I’ve been avoiding this moment ever since I learned to program in R. Ironically, I dreaded the same for R after I had learned SAS-learning a new language. Several of my classmates have been suggesting Matlab, Python and C++ and I’ve avoided thus far as my computations didn’t take longer than 12 hours or so to complete. A new project has finally prodded me to move onto greener coding pastures. This project (details after it’s published) entails running two disperse Markov chains (run long enough to appear convergent) over 30,000 times. The fastest I could get the chains to run is about 20-40 seconds in R (depending on the running dimension in the reversible jump MCMC), which runs the full desired coding in about 3-5 days. The problem here is this project is to be used in real time clinical trials to decide if a trial should stop immediately due to superiority of one treatment to another or futility if it appears that the trial will result in a failure. Clinicians cannot use this software if it doesn’t produce a decision in a reasonable time, say overnight. This way Clinicians can give their patient data (treatment labels, survival times and censoring indicators) to the program in the afternoon and have an answer on whether or not to continue the trial in the morning.

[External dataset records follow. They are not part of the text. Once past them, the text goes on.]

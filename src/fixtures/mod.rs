//! Fixtures
//!
//! YAML fixture sets for the menu catalog, pricing policies and cart session scripts.
//! Files live under a base path as `menus/<name>.yml`, `policies/<name>.yml` and
//! `sessions/<name>.yml`.

use std::{fs, path::PathBuf};

use rustc_hash::FxHashMap;
use rusty_money::iso::Currency;
use slotmap::SlotMap;
use smallvec::SmallVec;
use thiserror::Error;
use tracing::info;

use crate::{
    cart::Cart,
    customizations::{Customization, CustomizationError, CustomizationKind},
    fixtures::{menu::MenuFixture, policy::PolicyFixture},
    pricing::PricingPolicy,
    products::{Category, Product, ProductKey},
    session::{Session, SessionFixture},
};

pub mod menu;
pub mod policy;

/// Fixture Parsing Errors
#[derive(Debug, Error)]
pub enum FixtureError {
    /// IO error reading fixture files
    #[error("Failed to read fixture file: {0}")]
    Io(#[from] std::io::Error),

    /// YAML parsing error
    #[error("Failed to parse YAML: {0}")]
    Yaml(#[from] serde_norway::Error),

    /// Invalid price format
    #[error("Invalid price format: {0}")]
    InvalidPrice(String),

    /// Invalid percentage format
    #[error("Invalid percentage format: {0}")]
    InvalidPercentage(String),

    /// Unknown currency code
    #[error("Unknown currency code: {0}")]
    UnknownCurrency(String),

    /// Currency mismatch between menus
    #[error("Currency mismatch: expected {0}, found {1}")]
    CurrencyMismatch(String, String),

    /// Invalid customization data
    #[error(transparent)]
    Customization(#[from] CustomizationError),

    /// Product not found
    #[error("Product not found: {0}")]
    ProductNotFound(String),

    /// Customization not found
    #[error("Customization not found: {0}")]
    CustomizationNotFound(String),

    /// Category not found
    #[error("Category not found: {0}")]
    CategoryNotFound(String),

    /// Customization exists in the menu but is not offered with the product
    #[error("Customization {customization} is not offered with {product}")]
    CustomizationNotOffered {
        /// Product key
        product: String,

        /// Customization key
        customization: String,
    },

    /// No menu loaded yet
    #[error("No menu loaded yet; currency unknown")]
    NoCurrency,
}

/// Fixture
#[derive(Debug)]
pub struct Fixture {
    /// Base path for fixture files
    base_path: PathBuf,

    /// `SlotMap` to store the products with generated keys
    product_meta: SlotMap<ProductKey, Product>,

    /// String key -> `SlotMap` key mappings for lookups
    product_keys: FxHashMap<String, ProductKey>,

    /// Customizations by key
    customizations: FxHashMap<String, Customization>,

    /// Categories by key
    categories: FxHashMap<String, Category>,

    /// Currency for the fixture set
    currency: Option<&'static Currency>,
}

impl Fixture {
    /// Create a new empty fixture with default base path
    pub fn new() -> Self {
        Self::with_base_path("./fixtures")
    }

    /// Create a new empty fixture with custom base path
    pub fn with_base_path(base_path: impl Into<PathBuf>) -> Self {
        Self {
            base_path: base_path.into(),
            product_meta: SlotMap::with_key(),
            product_keys: FxHashMap::default(),
            customizations: FxHashMap::default(),
            categories: FxHashMap::default(),
            currency: None,
        }
    }

    /// Load a menu (categories, customizations and products) from a YAML fixture file
    ///
    /// # Errors
    ///
    /// Returns an error if the file cannot be read or parsed, if a price or currency is invalid,
    /// or if an item references a category or customization that neither this menu nor an earlier
    /// one defines. On error the fixture is left as it was.
    pub fn load_menu(&mut self, name: &str) -> Result<&mut Self, FixtureError> {
        let file_path = self.base_path.join("menus").join(format!("{name}.yml"));
        let contents = fs::read_to_string(&file_path)?;
        let fixture: MenuFixture = serde_norway::from_str(&contents)?;

        let currency = menu::parse_currency(&fixture.currency)?;

        if let Some(existing_currency) = self.currency
            && existing_currency != currency
        {
            return Err(FixtureError::CurrencyMismatch(
                existing_currency.iso_alpha_code.to_string(),
                currency.iso_alpha_code.to_string(),
            ));
        }

        // Nothing is committed to `self` until the whole menu validates.
        let categories: FxHashMap<String, Category> = fixture
            .categories
            .into_iter()
            .map(|(key, category)| (key, category.into()))
            .collect();

        let customizations = fixture
            .customizations
            .into_iter()
            .map(|(key, customization_fixture)| {
                let customization = customization_fixture.try_into_customization(&key)?;

                Ok((key, customization))
            })
            .collect::<Result<FxHashMap<String, Customization>, FixtureError>>()?;

        let products = fixture
            .menu
            .into_iter()
            .map(|(key, item)| {
                if let Some(category) = &item.category
                    && !categories.contains_key(category)
                    && !self.categories.contains_key(category)
                {
                    return Err(FixtureError::CategoryNotFound(category.clone()));
                }

                if let Some(missing) = item.customizations.iter().find(|id| {
                    !customizations.contains_key(id.as_str())
                        && !self.customizations.contains_key(id.as_str())
                }) {
                    return Err(FixtureError::CustomizationNotFound(missing.clone()));
                }

                Ok(Product {
                    id: key,
                    name: item.name,
                    description: item.description,
                    price: menu::parse_amount(&item.price)?,
                    image_ref: item.image_url,
                    category: item.category,
                    rating: item.rating,
                    calories: item.calories,
                    protein: item.protein,
                    customizations: item.customizations.into_iter().collect(),
                })
            })
            .collect::<Result<Vec<Product>, FixtureError>>()?;

        self.currency = Some(currency);
        self.categories.extend(categories);
        self.customizations.extend(customizations);

        for product in products {
            if let Some(existing) = self.product_keys.get(&product.id).copied() {
                if let Some(slot) = self.product_meta.get_mut(existing) {
                    *slot = product;
                }
            } else {
                let key = product.id.clone();
                let product_key = self.product_meta.insert(product);

                self.product_keys.insert(key, product_key);
            }
        }

        info!(
            menu = name,
            products = self.product_keys.len(),
            customizations = self.customizations.len(),
            "loaded menu fixture"
        );

        Ok(self)
    }

    /// Load a pricing policy from a YAML fixture file
    ///
    /// # Errors
    ///
    /// Returns an error if the file cannot be read or parsed, or if a value is invalid.
    pub fn load_policy(&self, name: &str) -> Result<PricingPolicy, FixtureError> {
        let file_path = self.base_path.join("policies").join(format!("{name}.yml"));
        let contents = fs::read_to_string(&file_path)?;
        let fixture: PolicyFixture = serde_norway::from_str(&contents)?;

        let policy = PricingPolicy::try_from(fixture)?;

        info!(policy = name, "loaded pricing policy fixture");

        Ok(policy)
    }

    /// Load a cart session script from a YAML fixture file
    ///
    /// # Errors
    ///
    /// Returns an error if the file cannot be read or parsed.
    pub fn load_session(&self, name: &str) -> Result<Session, FixtureError> {
        let file_path = self.base_path.join("sessions").join(format!("{name}.yml"));
        let contents = fs::read_to_string(&file_path)?;
        let fixture: SessionFixture = serde_norway::from_str(&contents)?;

        info!(
            session = name,
            commands = fixture.commands.len(),
            "loaded session fixture"
        );

        Ok(Session::from(fixture))
    }

    /// Load a menu fixture set by name
    ///
    /// # Errors
    ///
    /// Returns an error if the menu cannot be loaded.
    pub fn from_set(name: &str) -> Result<Self, FixtureError> {
        let mut fixture = Self::new();

        fixture.load_menu(name)?;

        Ok(fixture)
    }

    /// Get a product by its string key
    ///
    /// # Errors
    ///
    /// Returns an error if the product is not found.
    pub fn product(&self, key: &str) -> Result<&Product, FixtureError> {
        let product_key = self.product_key(key)?;

        self.product_meta
            .get(product_key)
            .ok_or_else(|| FixtureError::ProductNotFound(key.to_string()))
    }

    /// Get a product key by its string key
    ///
    /// # Errors
    ///
    /// Returns an error if the product is not found.
    pub fn product_key(&self, key: &str) -> Result<ProductKey, FixtureError> {
        self.product_keys
            .get(key)
            .copied()
            .ok_or_else(|| FixtureError::ProductNotFound(key.to_string()))
    }

    /// Get a customization by its string key
    ///
    /// # Errors
    ///
    /// Returns an error if the customization is not found.
    pub fn customization(&self, key: &str) -> Result<&Customization, FixtureError> {
        self.customizations
            .get(key)
            .ok_or_else(|| FixtureError::CustomizationNotFound(key.to_string()))
    }

    /// Get a category by its string key
    ///
    /// # Errors
    ///
    /// Returns an error if the category is not found.
    pub fn category(&self, key: &str) -> Result<&Category, FixtureError> {
        self.categories
            .get(key)
            .ok_or_else(|| FixtureError::CategoryNotFound(key.to_string()))
    }

    /// Customizations offered with a product, ordered by id
    ///
    /// # Errors
    ///
    /// Returns an error if the product or one of its customizations is not found.
    pub fn customizations_for(
        &self,
        product: &str,
    ) -> Result<SmallVec<[&Customization; 8]>, FixtureError> {
        let mut offered = self
            .product(product)?
            .customizations
            .iter()
            .map(|id| self.customization(id))
            .collect::<Result<SmallVec<[&Customization; 8]>, _>>()?;

        offered.sort_by(|left, right| left.id().cmp(right.id()));

        Ok(offered)
    }

    /// Customizations of one kind offered with a product (e.g. its toppings), ordered by id
    ///
    /// # Errors
    ///
    /// Returns an error if the product or one of its customizations is not found.
    pub fn customizations_of_kind(
        &self,
        product: &str,
        kind: &CustomizationKind,
    ) -> Result<SmallVec<[&Customization; 8]>, FixtureError> {
        let mut offered = self.customizations_for(product)?;

        offered.retain(|customization| customization.kind() == kind);

        Ok(offered)
    }

    /// All products, ordered by id
    pub fn products(&self) -> Vec<&Product> {
        let mut products: Vec<&Product> = self.product_meta.values().collect();

        products.sort_by(|left, right| left.id.cmp(&right.id));

        products
    }

    /// Browse the menu, ordered by id
    ///
    /// `category` matches the product's category id exactly. `query` matches product names
    /// case-insensitively anywhere in the name. A `None` (or blank query) filter matches everything.
    pub fn menu(&self, category: Option<&str>, query: Option<&str>) -> Vec<&Product> {
        let query = query
            .map(str::trim)
            .filter(|query| !query.is_empty())
            .map(str::to_lowercase);

        let mut products: Vec<&Product> = self
            .product_meta
            .values()
            .filter(|product| {
                category.is_none_or(|category| product.category.as_deref() == Some(category))
            })
            .filter(|product| {
                query
                    .as_deref()
                    .is_none_or(|query| product.name.to_lowercase().contains(query))
            })
            .collect();

        products.sort_by(|left, right| left.id.cmp(&right.id));

        products
    }

    /// Get the currency
    ///
    /// # Errors
    ///
    /// Returns an error if no menu has been loaded yet.
    pub fn currency(&self) -> Result<&'static Currency, FixtureError> {
        self.currency.ok_or(FixtureError::NoCurrency)
    }

    /// Create an empty cart in the menu currency
    ///
    /// # Errors
    ///
    /// Returns an error if no menu has been loaded yet.
    pub fn cart(&self, policy: PricingPolicy) -> Result<Cart, FixtureError> {
        Ok(Cart::with_policy(self.currency()?, policy))
    }

}

impl Default for Fixture {
    fn default() -> Self {
        Self::new()
    }
}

I’ve heard from several different degrees of speed increase of C++ from R ranging from 60x to 1,000x faster than R. Even on the lower end of this spectrum, a 60x increase in my sampling speed would take less than 1 second to run each chain which makes the problem computationally feasible.
Before begrudgingly attempting to learn C++, I tried my best to get R to adhere to this time constraint by using Rprof by Dr. Hadley Wickam (from my Rice University) to find any bottlenecks in my coding. At some point I’ll write a post on my experiences with this program because it is extremely useful. After I got it to as fast as I could I attempted the parallelization route by using the parLapply function in library(snow), hoping that by distributing this tasks to all 8 of my cores it could be done reasonably. Sadly, this didn’t accomplish the desired goal, but I plan to use RCPP and specifically RCPPParallel to call functions from C++ into R and distribute them to all my cores in R. I’m optimistic that the speed up for using C++ will be great enough to ignore parallelization totally but unless the sampler improves to about 1 second (about 8 hours to run everything sequentially) the parallelization will be necessary.

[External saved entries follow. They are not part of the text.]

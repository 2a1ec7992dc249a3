//! Trolley CLI
//!
//! Loads a menu, replays a cart session against it and prints the payment summary.

use std::io;

use anyhow::{Context, Result};
use tracing::{debug, error, info};

use trolley::{
    config::Config,
    fixtures::Fixture,
    observability,
    pricing::PricingPolicy,
    summary::PaymentSummary,
};

fn main() -> Result<()> {
    let config = Config::load().unwrap_or_else(|error| error.exit());

    observability::init(&config.logging).context("failed to initialise logging")?;

    run(&config).inspect_err(|error| error!(error = %format!("{error:#}"), "trolley failed"))
}

fn run(config: &Config) -> Result<()> {
    let mut fixture = Fixture::with_base_path(&config.fixtures);

    fixture
        .load_menu(&config.menu)
        .with_context(|| format!("failed to load menu '{}'", config.menu))?;

    let policy = match &config.policy {
        Some(name) => fixture
            .load_policy(name)
            .with_context(|| format!("failed to load pricing policy '{name}'"))?,
        None => {
            debug!("using built-in pricing policy");

            PricingPolicy::default()
        }
    };

    let session_name = config.session_name();
    let session = fixture
        .load_session(session_name)
        .with_context(|| format!("failed to load session '{session_name}'"))?;

    let mut cart = fixture.cart(policy)?;

    session
        .replay(&mut cart, &fixture)
        .with_context(|| format!("failed to replay session '{session_name}'"))?;

    info!(
        lines = cart.len(),
        items = cart.total_items(),
        final_price = %cart.final_price(),
        "cart ready"
    );

    PaymentSummary::new(&cart)
        .write_to(io::stdout().lock())
        .context("failed to write payment summary")?;

    Ok(())
}
//! Pricing Policy Fixtures

use decimal_percentage::Percentage;
use rust_decimal::Decimal;
use serde::Deserialize;

use crate::{
    fixtures::{FixtureError, menu::parse_amount},
    pricing::PricingPolicy,
};

/// Pricing policy overrides in YAML. Missing keys keep the default policy values.
#[derive(Debug, Default, Deserialize)]
#[serde(deny_unknown_fields)]
pub struct PolicyFixture {
    /// Customization units the cart must exceed for the discount
    pub discount_threshold: Option<u64>,

    /// Discount rate (e.g. "5%" or "0.05")
    pub discount_rate: Option<String>,

    /// Subtotal the cart must exceed for free shipping (e.g. "200")
    pub free_shipping_threshold: Option<String>,

    /// Flat shipping fee (e.g. "10")
    pub shipping_fee: Option<String>,
}

impl TryFrom<PolicyFixture> for PricingPolicy {
    type Error = FixtureError;

    fn try_from(fixture: PolicyFixture) -> Result<Self, Self::Error> {
        let defaults = PricingPolicy::default();

        Ok(PricingPolicy {
            discount_threshold: fixture
                .discount_threshold
                .unwrap_or(defaults.discount_threshold),
            discount_rate: fixture
                .discount_rate
                .as_deref()
                .map(parse_percentage)
                .transpose()?
                .unwrap_or(defaults.discount_rate),
            free_shipping_threshold: fixture
                .free_shipping_threshold
                .as_deref()
                .map(parse_amount)
                .transpose()?
                .unwrap_or(defaults.free_shipping_threshold),
            shipping_fee: fixture
                .shipping_fee
                .as_deref()
                .map(parse_amount)
                .transpose()?
                .unwrap_or(defaults.shipping_fee),
        })
    }
}

/// Parse percentage string (e.g., "15%" or "0.15") into a `Percentage`
///
/// Accepts two formats:
/// - Percentage format: "15%" for 15%
/// - Decimal format: "0.15" for 15%
///
/// # Errors
///
/// Returns an error if the string cannot be parsed as a decimal.
pub fn parse_percentage(s: &str) -> Result<Percentage, FixtureError> {
    let trimmed = s.trim();

    let (value, scale) = match trimmed.strip_suffix('%') {
        Some(points) => (points.trim(), Decimal::ONE_HUNDRED),
        None => (trimmed, Decimal::ONE),
    };

    let value = value
        .parse::<Decimal>()
        .map_err(|_err| FixtureError::InvalidPercentage(s.to_string()))?;

    let fraction = value
        .checked_div(scale)
        .ok_or_else(|| FixtureError::InvalidPercentage(s.to_string()))?;

    Ok(Percentage::from(fraction))
}

#[cfg(test)]
mod tests {
    use testresult::TestResult;

    use super::*;

    #[test]
    fn parse_percentage_accepts_both_formats() -> TestResult {
        assert_eq!(parse_percentage("5%")? * Decimal::ONE, Decimal::new(5, 2));
        assert_eq!(parse_percentage("0.05")? * Decimal::ONE, Decimal::new(5, 2));

        Ok(())
    }

    #[test]
    fn parse_percentage_rejects_garbage() {
        assert!(matches!(
            parse_percentage("lots%"),
            Err(FixtureError::InvalidPercentage(_))
        ));
    }

    #[test]
    fn empty_fixture_gives_default_policy() -> TestResult {
        let policy = PricingPolicy::try_from(PolicyFixture::default())?;

        assert_eq!(policy, PricingPolicy::default());

        Ok(())
    }

    #[test]
    fn fixture_overrides_selected_values() -> TestResult {
        let fixture: PolicyFixture =
            serde_norway::from_str("shipping_fee: \"50\"\ndiscount_rate: \"10%\"\n")?;

        let policy = PricingPolicy::try_from(fixture)?;

        assert_eq!(policy.shipping_fee, Decimal::new(50, 0));
        assert_eq!(policy.discount_fraction(), Decimal::new(10, 2));
        assert_eq!(policy.discount_threshold, 5);
        assert_eq!(policy.free_shipping_threshold, Decimal::new(200, 0));

        Ok(())
    }

    #[test]
    fn fixture_rejects_unknown_keys() {
        let result = serde_norway::from_str::<PolicyFixture>("shipping: \"50\"\n");

        assert!(result.is_err());
    }
}
//! Trolley CLI configuration

use std::path::PathBuf;

use clap::{Args, Parser};

/// Log output format.
#[derive(Clone, Copy, Debug, PartialEq, Eq, clap::ValueEnum)]
pub enum LogFormat {
    /// Compact, human-readable logs.
    Compact,

    /// Structured JSON logs.
    Json,
}

/// Logging settings.
#[derive(Debug, Args)]
pub struct LoggingConfig {
    /// Log level (trace, debug, info, warn, error)
    #[arg(short, long, env = "RUST_LOG", default_value = "warn")]
    pub log_level: String,

    /// Log format (compact, json)
    #[arg(long, env = "LOG_FORMAT", value_enum, default_value_t = LogFormat::Compact)]
    pub log_format: LogFormat,
}

/// Trolley configuration
#[derive(Debug, Parser)]
#[command(
    name = "trolley",
    about = "Replay a cart session against a menu and print the payment summary",
    long_about = None
)]
pub struct Config {
    /// Directory holding `menus/`, `policies/` and `sessions/`
    #[arg(long, env = "TROLLEY_FIXTURES", default_value = "./fixtures")]
    pub fixtures: PathBuf,

    /// Menu fixture name
    #[arg(long, env = "TROLLEY_MENU", default_value = "demo")]
    pub menu: String,

    /// Session fixture name; defaults to the menu name
    #[arg(long, env = "TROLLEY_SESSION")]
    pub session: Option<String>,

    /// Pricing policy fixture name; the built-in policy is used when absent
    #[arg(long, env = "TROLLEY_POLICY")]
    pub policy: Option<String>,

    /// Logging output settings.
    #[command(flatten)]
    pub logging: LoggingConfig,
}

impl Config {
    /// Load configuration from environment and CLI arguments
    ///
    /// # Errors
    ///
    /// Returns an error if configuration cannot be parsed
    pub fn load() -> Result<Self, clap::Error> {
        // Load .env file if present (ignore if missing)
        _ = dotenvy::dotenv();

        Self::try_parse()
    }

    /// Session fixture to replay.
    pub fn session_name(&self) -> &str {
        self.session.as_deref().unwrap_or(&self.menu)
    }
}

So I’ve decided to take the plunge, where to start? The first is picking a Integrated Development Environment to use and finding someone with some great introductory videos using that IDE. This is the first step for me at least but that’s partially due to my reliance and happiness with the IDE in R studio over using R alone for computations. Upon first search DEV C++ was the top google search, but looking deeper into other compilers, the sentiment is DEV C++ is out of date by several years. The YouTube user Programming Tutorials (who seems to have many coding videos) introduces C++ through using Eclipse, but I had some trouble getting this to work on Windows. This is because when you download Eclipse, it doesn’t come with a default compiler so you have to install your own compiler in the folder that contains Eclipse. Instead, Windows users seem to be sold on the C++ coding features in the MS Visual Studio from Microsoft office (also free) which comes with it’s own compiler. Two quick clicks on the Microsoft website and I’m beginning my journey to becoming C proficient.
Click the download link under visual studio and you’re off to the races (takes a little while to download since this program supports all sorts of languages)! I plan to write a few posts about my experiences learning C++ (and helpful resources I used), especially related to functions used in MCMC, like for loops and random number generation. I also plan to display R and C++ translations of one Gibbs sampler within my MCMC to illustrate how translations of your chain might look like.